Let me start by saying that I have never actually worked in a charter school. I have spent my whole career in public schools in high poverty urban settings. I have always spoken out against the charter school concept. It appeared to me that they cherry pick kids. If they don’t get to pick the kids they take, because of a lottery system, they get to pick the kids they keep, through a variety of ways. They are a threat to public education. That’s what I thought.

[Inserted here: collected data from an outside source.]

use crate::app_config::{AppConfig, Environment};
use crate::task::TaskLimits;
use crate::ConfigError;

const DEFAULT_USER_AGENT: &str =
    "Mozilla/5.0 (Windows NT 10.0; Win64; x64) AppleWebKit/537.36 (KHTML, like Gecko) Chrome/120.0.0.0 Safari/537.36";

/// Load application configuration from environment variables.
///
/// Calls `dotenvy::dotenv().ok()` to load `.env` files before reading env vars.
///
/// # Errors
///
/// Returns `ConfigError` if a value is present but invalid.
pub fn load_app_config() -> Result<AppConfig, ConfigError> {
    dotenvy::dotenv().ok();
    load_app_config_from_env()
}

/// Load application configuration from environment variables already in the process.
///
/// Unlike [`load_app_config`], this does NOT load `.env` files.
///
/// # Errors
///
/// Returns `ConfigError` if a value is present but invalid.
pub fn load_app_config_from_env() -> Result<AppConfig, ConfigError> {
    build_app_config(|key| std::env::var(key))
}

/// Build application configuration using the provided env-var lookup function.
///
/// Credentials (AI key, cookie, database URL) are optional here; the commands
/// that need them report a [`ConfigError::MissingEnvVar`] at the point of use.
///
/// # Errors
///
/// Returns `ConfigError` if a value is present but invalid.
pub fn build_app_config<F>(lookup: F) -> Result<AppConfig, ConfigError>
where
    F: Fn(&str) -> Result<String, std::env::VarError>,
{
    use std::path::PathBuf;

    let optional = |var: &str| -> Option<String> {
        lookup(var)
            .ok()
            .map(|v| v.trim().to_string())
            .filter(|v| !v.is_empty())
    };

    let or_default = |var: &str, default: &str| -> String {
        lookup(var).unwrap_or_else(|_| default.to_string())
    };

    let parse_u32 = |var: &str, default: &str| -> Result<u32, ConfigError> {
        let raw = or_default(var, default);
        raw.parse::<u32>().map_err(|e| ConfigError::InvalidEnvVar {
            var: var.to_string(),
            reason: e.to_string(),
        })
    };

    let parse_u64 = |var: &str, default: &str| -> Result<u64, ConfigError> {
        let raw = or_default(var, default);
        raw.parse::<u64>().map_err(|e| ConfigError::InvalidEnvVar {
            var: var.to_string(),
            reason: e.to_string(),
        })
    };

    let parse_usize = |var: &str, default: &str| -> Result<usize, ConfigError> {
        let raw = or_default(var, default);
        raw.parse::<usize>()
            .map_err(|e| ConfigError::InvalidEnvVar {
                var: var.to_string(),
                reason: e.to_string(),
            })
    };

    let positive_usize = |var: &str, default: &str| -> Result<usize, ConfigError> {
        let value = parse_usize(var, default)?;
        if value == 0 {
            return Err(ConfigError::InvalidEnvVar {
                var: var.to_string(),
                reason: "must be greater than zero".to_string(),
            });
        }
        Ok(value)
    };

    let database_url = optional("DATABASE_URL");
    let env = parse_environment(&or_default("BILIRANK_ENV", "development"));
    let log_level = or_default("BILIRANK_LOG_LEVEL", "info");
    let brand_aliases_path = optional("BILIRANK_BRAND_ALIASES_PATH").map(PathBuf::from);

    let db_max_connections = parse_u32("BILIRANK_DB_MAX_CONNECTIONS", "10")?;
    let db_min_connections = parse_u32("BILIRANK_DB_MIN_CONNECTIONS", "1")?;
    let db_acquire_timeout_secs = parse_u64("BILIRANK_DB_ACQUIRE_TIMEOUT_SECS", "10")?;

    let ai_api_key = optional("BILIRANK_AI_API_KEY");
    let ai_api_base = or_default("BILIRANK_AI_API_BASE", "https://api.openai.com/v1")
        .trim_end_matches('/')
        .to_string();
    let ai_model = or_default("BILIRANK_AI_MODEL", "gpt-4o-mini");
    let ai_max_concurrent = positive_usize("BILIRANK_AI_MAX_CONCURRENT", "10")?;
    let ai_timeout_secs = parse_u64("BILIRANK_AI_TIMEOUT_SECS", "60")?;

    let bilibili_cookie = optional("BILIBILI_COOKIE");
    let http_timeout_secs = parse_u64("BILIRANK_HTTP_TIMEOUT_SECS", "20")?;
    let user_agent = or_default("BILIRANK_USER_AGENT", DEFAULT_USER_AGENT);
    let http_max_retries = parse_u32("BILIRANK_HTTP_MAX_RETRIES", "2")?;
    let http_retry_backoff_ms = parse_u64("BILIRANK_HTTP_RETRY_BACKOFF_MS", "500")?;

    let defaults = TaskLimits::default();
    let task_limits = TaskLimits {
        max_videos_per_keyword: positive_usize(
            "BILIRANK_MAX_VIDEOS_PER_KEYWORD",
            &defaults.max_videos_per_keyword.to_string(),
        )?,
        max_comments: positive_usize(
            "BILIRANK_MAX_COMMENTS",
            &defaults.max_comments.to_string(),
        )?,
        min_comments_per_video: parse_usize(
            "BILIRANK_MIN_COMMENTS_PER_VIDEO",
            &defaults.min_comments_per_video.to_string(),
        )?,
        max_comments_per_video: positive_usize(
            "BILIRANK_MAX_COMMENTS_PER_VIDEO",
            &defaults.max_comments_per_video.to_string(),
        )?,
        max_concurrency: positive_usize(
            "BILIRANK_MAX_CONCURRENCY",
            &defaults.max_concurrency.to_string(),
        )?,
        ai_batch_concurrency: positive_usize(
            "BILIRANK_AI_BATCH_CONCURRENCY",
            &defaults.ai_batch_concurrency.to_string(),
        )?,
        request_delay_ms: parse_u64(
            "BILIRANK_REQUEST_DELAY_MS",
            &defaults.request_delay_ms.to_string(),
        )?,
        min_video_duration_secs: parse_u32(
            "BILIRANK_MIN_VIDEO_DURATION_SECS",
            &defaults.min_video_duration_secs.to_string(),
        )?,
        video_date_range_months: parse_u32(
            "BILIRANK_VIDEO_DATE_RANGE_MONTHS",
            &defaults.video_date_range_months.to_string(),
        )?,
        min_video_comments: parse_u64(
            "BILIRANK_MIN_VIDEO_COMMENTS",
            &defaults.min_video_comments.to_string(),
        )?,
    };

    if task_limits.min_comments_per_video > task_limits.max_comments_per_video {
        return Err(ConfigError::InvalidEnvVar {
            var: "BILIRANK_MIN_COMMENTS_PER_VIDEO".to_string(),
            reason: format!(
                "floor {} exceeds ceiling {}",
                task_limits.min_comments_per_video, task_limits.max_comments_per_video
            ),
        });
    }

    let task_stale_secs = parse_u64("BILIRANK_TASK_STALE_SECS", "3600")?;
    let raw_comment_retention_days = parse_u32("BILIRANK_RAW_COMMENT_RETENTION_DAYS", "3")?;

    Ok(AppConfig {
        database_url,
        env,
        log_level,
        brand_aliases_path,
        db_max_connections,
        db_min_connections,
        db_acquire_timeout_secs,
        ai_api_key,
        ai_api_base,
        ai_model,
        ai_max_concurrent,
        ai_timeout_secs,
        bilibili_cookie,
        http_timeout_secs,
        user_agent,
        http_max_retries,
        http_retry_backoff_ms,
        task_limits,
        task_stale_secs,
        raw_comment_retention_days,
    })
}

/// Parse a string into an `Environment` variant.
///
/// Unrecognized values default to `Environment::Development`.
fn parse_environment(s: &str) -> Environment {
    match s {
        "production" => Environment::Production,
        "test" => Environment::Test,
        _ => Environment::Development,
    }
}

impl AppConfig {
    /// The database URL, or a config error naming the missing variable.
    ///
    /// # Errors
    ///
    /// Returns [`ConfigError::MissingEnvVar`] when `DATABASE_URL` is unset.
    pub fn require_database_url(&self) -> Result<&str, ConfigError> {
        self.database_url
            .as_deref()
            .ok_or_else(|| ConfigError::MissingEnvVar("DATABASE_URL".to_string()))
    }
}
use std::sync::Arc;

use async_trait::async_trait;
use bilirank_analysis::{BrandAliases, LlmClient, LlmOptions};
use bilirank_bilibili::{BilibiliClient, ClientOptions};
use bilirank_core::{AppConfig, ConfigError, TaskRequest, TaskStage};
use tokio_util::sync::CancellationToken;

use crate::error::TaskError;
use crate::executor::{Executor, TaskOutcome};
use crate::platform::Platform;
use crate::progress::ProgressReporter;
use crate::store::TaskStore;

/// Something that can take a request to a finished report.
///
/// The manager and recovery drive tasks through this seam; failure handling
/// stays with them.
#[async_trait]
pub trait TaskRunner: Send + Sync {
    async fn run(
        &self,
        request: &TaskRequest,
        cancel: &CancellationToken,
        progress: &ProgressReporter,
    ) -> Result<TaskOutcome, TaskError>;
}

#[async_trait]
impl<P: Platform> TaskRunner for Executor<P> {
    async fn run(
        &self,
        request: &TaskRequest,
        cancel: &CancellationToken,
        progress: &ProgressReporter,
    ) -> Result<TaskOutcome, TaskError> {
        Executor::run(self, request, cancel, progress).await
    }
}

/// Builds live clients from [`AppConfig`] for every run, so a key or cookie
/// fixed in the environment takes effect on the next task.
pub struct ConfiguredRunner {
    config: AppConfig,
    store: Arc<dyn TaskStore>,
    aliases: Arc<BrandAliases>,
}

impl ConfiguredRunner {
    #[must_use]
    pub fn new(config: AppConfig, store: Arc<dyn TaskStore>, aliases: Arc<BrandAliases>) -> Self {
        Self {
            config,
            store,
            aliases,
        }
    }

    /// # Errors
    ///
    /// Returns [`TaskError::Config`] when the AI key or the platform cookie is
    /// missing (checked in that order), or the client construction error.
    pub fn build_executor(&self) -> Result<Executor<BilibiliClient>, TaskError> {
        let llm_options = LlmOptions::from_app_config(&self.config)?;
        if self
            .config
            .bilibili_cookie
            .as_deref()
            .is_none_or(|c| c.trim().is_empty())
        {
            return Err(ConfigError::MissingEnvVar("BILIBILI_COOKIE".to_string()).into());
        }

        let platform = BilibiliClient::new(ClientOptions::from_app_config(&self.config))?;
        let model = LlmClient::new(llm_options)?;
        Ok(Executor::new(
            Arc::new(platform),
            Arc::new(model),
            Arc::clone(&self.store),
            Arc::clone(&self.aliases),
        ))
    }
}

#[async_trait]
impl TaskRunner for ConfiguredRunner {
    async fn run(
        &self,
        request: &TaskRequest,
        cancel: &CancellationToken,
        progress: &ProgressReporter,
    ) -> Result<TaskOutcome, TaskError> {
        progress
            .report(TaskStage::Searching, 0, "正在加载配置...")
            .await;
        let executor = self.build_executor()?;
        executor.run(request, cancel, progress).await
    }
}
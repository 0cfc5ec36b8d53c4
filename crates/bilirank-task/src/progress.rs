//! Monotonic progress reporting for one task.

use std::sync::{Arc, Mutex, PoisonError};

use bilirank_core::{ProgressEvent, TaskStage};
use tokio::sync::mpsc::UnboundedSender;

use crate::store::TaskStore;

const TOTAL: u8 = 100;

#[derive(Debug, Clone, Copy)]
struct Position {
    stage: TaskStage,
    current: u8,
}

/// Pushes [`ProgressEvent`]s to an optional watcher and persists them to the
/// store.
///
/// Stage and percent only move forward: a report behind the last one is
/// clamped up to it. A recovered task re-runs from the start, so its reporter
/// is seeded with the persisted position and stays there until the re-run
/// catches up.
pub struct ProgressReporter {
    task_id: String,
    store: Arc<dyn TaskStore>,
    sender: Option<UnboundedSender<ProgressEvent>>,
    position: Mutex<Position>,
}

impl ProgressReporter {
    #[must_use]
    pub fn new(
        task_id: impl Into<String>,
        store: Arc<dyn TaskStore>,
        sender: Option<UnboundedSender<ProgressEvent>>,
    ) -> Self {
        Self {
            task_id: task_id.into(),
            store,
            sender,
            position: Mutex::new(Position {
                stage: TaskStage::Searching,
                current: 0,
            }),
        }
    }

    /// Starts from a persisted stage and percent instead of `searching 0`.
    #[must_use]
    pub fn resume_from(self, stage: TaskStage, current: u8) -> Self {
        *self.position.lock().unwrap_or_else(PoisonError::into_inner) = Position {
            stage,
            current: current.min(TOTAL),
        };
        self
    }

    #[must_use]
    pub fn task_id(&self) -> &str {
        &self.task_id
    }

    /// Current clamped stage and percent.
    #[must_use]
    pub fn position(&self) -> (TaskStage, u8) {
        let pos = self.position.lock().unwrap_or_else(PoisonError::into_inner);
        (pos.stage, pos.current)
    }

    fn advance(&self, stage: TaskStage, current: u8) -> Option<Position> {
        let mut pos = self.position.lock().unwrap_or_else(PoisonError::into_inner);
        if pos.stage.is_terminal() {
            return None;
        }
        if pos.stage.can_transition_to(stage) {
            pos.stage = stage;
        }
        pos.current = pos.current.max(current.min(TOTAL));
        if pos.stage == TaskStage::Completed {
            pos.current = TOTAL;
        }
        Some(*pos)
    }

    /// Sends an event to the watcher without touching the store. Safe to call
    /// from synchronous progress callbacks.
    pub fn emit(&self, stage: TaskStage, current: u8, message: impl Into<String>) {
        let Some(pos) = self.advance(stage, current) else {
            return;
        };
        self.send(pos, message.into());
    }

    fn send(&self, pos: Position, message: String) {
        let Some(sender) = &self.sender else {
            return;
        };
        // A dropped receiver only means nobody is watching.
        let _ = sender.send(ProgressEvent {
            task_id: self.task_id.clone(),
            stage: pos.stage,
            current: pos.current,
            total: TOTAL,
            message,
        });
    }

    /// Emits an event and persists it with a fresh heartbeat.
    ///
    /// Terminal stages are not persisted here; the store's completion and
    /// failure calls own those writes. A failed write is logged and the task
    /// carries on.
    pub async fn report(&self, stage: TaskStage, current: u8, message: impl Into<String>) {
        let Some(pos) = self.advance(stage, current) else {
            return;
        };
        let message = message.into();
        if !pos.stage.is_terminal() {
            if let Err(e) = self
                .store
                .update_progress(&self.task_id, pos.stage, pos.current, &message)
                .await
            {
                tracing::warn!(task_id = %self.task_id, error = %e, "failed to persist task progress");
            }
        }
        tracing::debug!(task_id = %self.task_id, stage = %pos.stage, progress = pos.current, "{message}");
        self.send(pos, message);
    }
}

/// Linear interpolation of `done / total` into `[base, base + span]`.
#[must_use]
pub fn scaled(base: u8, span: u8, done: usize, total: usize) -> u8 {
    let total = total.max(1);
    let step = done.min(total) * usize::from(span) / total;
    base.saturating_add(u8::try_from(step).unwrap_or(span))
}
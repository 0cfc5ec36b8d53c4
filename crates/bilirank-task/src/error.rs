use bilirank_analysis::AnalysisError;
use bilirank_bilibili::BilibiliError;
use bilirank_core::{ConfigError, CoreError};
use thiserror::Error;

use crate::store::StoreError;

/// Fatal task errors. Each one moves the task to `failed` with its message
/// persisted.
#[derive(Debug, Error)]
pub enum TaskError {
    #[error("configuration error: {0}")]
    Config(#[from] ConfigError),

    #[error("{0}")]
    InvalidRequest(CoreError),

    #[error("no videos found for the given keywords")]
    NoVideos,

    #[error("no usable comments were collected")]
    NoComments,

    #[error("analysis failed for all {count} comments")]
    AllAnalysisFailed { count: usize },

    #[error("task cancelled")]
    Cancelled,

    #[error("platform error: {0}")]
    Bilibili(#[from] BilibiliError),

    #[error("analysis error: {0}")]
    Analysis(#[from] AnalysisError),

    #[error("store error: {0}")]
    Store(#[from] StoreError),
}
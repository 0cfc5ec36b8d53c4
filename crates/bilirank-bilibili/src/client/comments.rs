use std::time::Duration;

use bilirank_core::RawComment;

use super::BilibiliClient;
use crate::bvid::{decode_bvid, encode_avid};
use crate::error::BilibiliError;
use crate::types::CommentPageData;

/// Upper bound the comment endpoints accept for `ps`.
pub const COMMENT_PAGE_SIZE: u32 = 20;
pub const DEFAULT_MAX_REPLIES: usize = 10;

const DEFAULT_MAX_COMMENTS: usize = 500;
const MAX_COMMENT_PAGES: u32 = 50;
const MAX_REPLY_PAGES: u32 = 10;
/// Sort root comments by like count.
const SORT_BY_LIKES: &str = "1";

/// One page of root comments or nested replies.
#[derive(Debug, Clone, Default)]
pub struct CommentPage {
    pub comments: Vec<RawComment>,
    /// Total reported by the endpoint.
    pub total: u64,
}

fn clamp_page_size(page_size: u32) -> u32 {
    if page_size == 0 || page_size > COMMENT_PAGE_SIZE {
        COMMENT_PAGE_SIZE
    } else {
        page_size
    }
}

fn into_page(data: CommentPageData, bvid: &str) -> CommentPage {
    CommentPage {
        comments: data
            .replies
            .unwrap_or_default()
            .into_iter()
            .map(|item| item.into_raw_comment(bvid))
            .collect(),
        total: data.page.count,
    }
}

impl BilibiliClient {
    /// Fetches one page of root comments on video `aid`, ordered by likes.
    ///
    /// # Errors
    ///
    /// [`BilibiliError::Api`] for a non-zero envelope code, plus transport and
    /// decode errors after retries are exhausted.
    pub async fn get_comments(
        &self,
        aid: u64,
        page: u32,
        page_size: u32,
    ) -> Result<CommentPage, BilibiliError> {
        let params = [
            ("type", "1".to_string()),
            ("oid", aid.to_string()),
            ("pn", page.max(1).to_string()),
            ("ps", clamp_page_size(page_size).to_string()),
            ("sort", SORT_BY_LIKES.to_string()),
        ];
        let data: CommentPageData = self.get_data("/x/v2/reply", &params, "comments").await?;
        Ok(into_page(data, &encode_avid(aid)))
    }

    /// Fetches one page of nested replies under root comment `root`.
    ///
    /// # Errors
    ///
    /// Same as [`BilibiliClient::get_comments`].
    pub async fn get_replies(
        &self,
        aid: u64,
        root: i64,
        page: u32,
        page_size: u32,
    ) -> Result<CommentPage, BilibiliError> {
        let params = [
            ("type", "1".to_string()),
            ("oid", aid.to_string()),
            ("root", root.to_string()),
            ("pn", page.max(1).to_string()),
            ("ps", clamp_page_size(page_size).to_string()),
        ];
        let data: CommentPageData = self
            .get_data("/x/v2/reply/reply", &params, "replies")
            .await?;
        Ok(into_page(data, &encode_avid(aid)))
    }

    /// Collects up to `max` nested replies (`0` means 10) under `root`,
    /// paging until an empty page, the reported total, or 10 pages.
    ///
    /// # Errors
    ///
    /// Propagates the first page error.
    pub async fn get_all_replies(
        &self,
        aid: u64,
        root: i64,
        max: usize,
    ) -> Result<Vec<RawComment>, BilibiliError> {
        let max = if max == 0 { DEFAULT_MAX_REPLIES } else { max };
        let delay = Duration::from_millis(self.options.reply_page_delay_ms);

        let mut replies: Vec<RawComment> = Vec::new();
        for page in 1..=MAX_REPLY_PAGES {
            let result = self
                .get_replies(aid, root, page, COMMENT_PAGE_SIZE)
                .await?;
            if result.comments.is_empty() {
                break;
            }
            replies.extend(result.comments);

            let reached_total = result.total > 0 && replies.len() as u64 >= result.total;
            if replies.len() >= max || reached_total {
                break;
            }
            if !delay.is_zero() {
                tokio::time::sleep(delay).await;
            }
        }

        replies.truncate(max);
        Ok(replies)
    }

    /// Collects up to `max` root comments (`0` means 500) for `bvid`.
    ///
    /// Pages of 20, at most 50 pages, `delay` between pages. Paging stops
    /// early on an empty page or once the reported root total is reached. With
    /// `fetch_replies`, comments that report replies get up to 10 nested
    /// replies each; a failed reply fetch is logged and skipped.
    ///
    /// # Errors
    ///
    /// - [`BilibiliError::InvalidBvid`] if `bvid` does not decode.
    /// - The first root-comment page error.
    pub async fn get_video_comments(
        &self,
        bvid: &str,
        max: usize,
        fetch_replies: bool,
        delay: Duration,
    ) -> Result<Vec<RawComment>, BilibiliError> {
        let aid = decode_bvid(bvid);
        if aid == 0 {
            return Err(BilibiliError::InvalidBvid(bvid.to_string()));
        }
        let max = if max == 0 { DEFAULT_MAX_COMMENTS } else { max };

        let mut comments: Vec<RawComment> = Vec::new();
        let mut seen: u64 = 0;
        for page in 1..=MAX_COMMENT_PAGES {
            let result = self.get_comments(aid, page, COMMENT_PAGE_SIZE).await?;
            if result.comments.is_empty() {
                break;
            }
            tracing::debug!(bvid, page, count = result.comments.len(), "comment page");
            seen += result.comments.len() as u64;
            let reached_total = result.total > 0 && seen >= result.total;

            for mut comment in result.comments {
                if comments.len() >= max {
                    break;
                }
                comment.video_bvid = bvid.to_string();
                if fetch_replies && comment.reply_count > 0 {
                    match self
                        .get_all_replies(aid, comment.rpid, DEFAULT_MAX_REPLIES)
                        .await
                    {
                        Ok(replies) => {
                            comment.replies = replies
                                .into_iter()
                                .map(|mut r| {
                                    r.video_bvid = bvid.to_string();
                                    r
                                })
                                .collect();
                        }
                        Err(e) => {
                            tracing::warn!(bvid, rpid = comment.rpid, error = %e, "reply fetch failed, skipping");
                        }
                    }
                }
                comments.push(comment);
            }

            if comments.len() >= max || reached_total {
                break;
            }
            if !delay.is_zero() {
                tokio::time::sleep(delay).await;
            }
        }

        comments.truncate(max);
        Ok(comments)
    }
}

But lately more and more the schools that I see as doing things right are charters, or at least these schools have a charter component. Locally there is the Venture Academy. It is in the same extended neighborhood as the school in which I work, so it is convenient to my students. It is close enough that untill this year they used our gym for their after school sports program. My school looses a number of kids each year to this school. We rarely get kids that come to us from the Venture Academy. I don’t wonder why.

Yesterday I attended an edtech conference at Natomas Charter School in Sacramento, California. While I have much less experience with this school, it was evident from walking the campus, sitting in the rooms, and talking to some of the teachers who work there that they are doing a lot of things right. They aren’t cherry picking kids, and from everything I can see, they aren’t kicking kids out. They seem to be doing really great things in the classrooms.

I frequently ask my PLN on Twitter to recommend schools I can visit. The recommendations that come back are always charter schools. I have yet to have a person recommend to me an awesome public high school that is not a charter. Why is it that no one can recommend to me a public high school that serves a high poverty population that isn’t a charter? These charters must be doing something right.

So I am officially saying it. I was wro… I was wrrooon… Dang it, I was wrong. There I said it. I was wrong about charters. They arent a threat to public education. They are one of the few promises of public education. They have to compete for students, so they have to do a good job, or they can’t stay open. Because they have to compete, they can’t just do the same old, same old. They have to purposely do things to compete, to keep up. They have to keep up with the times, the technology, and the community.  And that is why I have changed my mind about charter schools. There. I said it.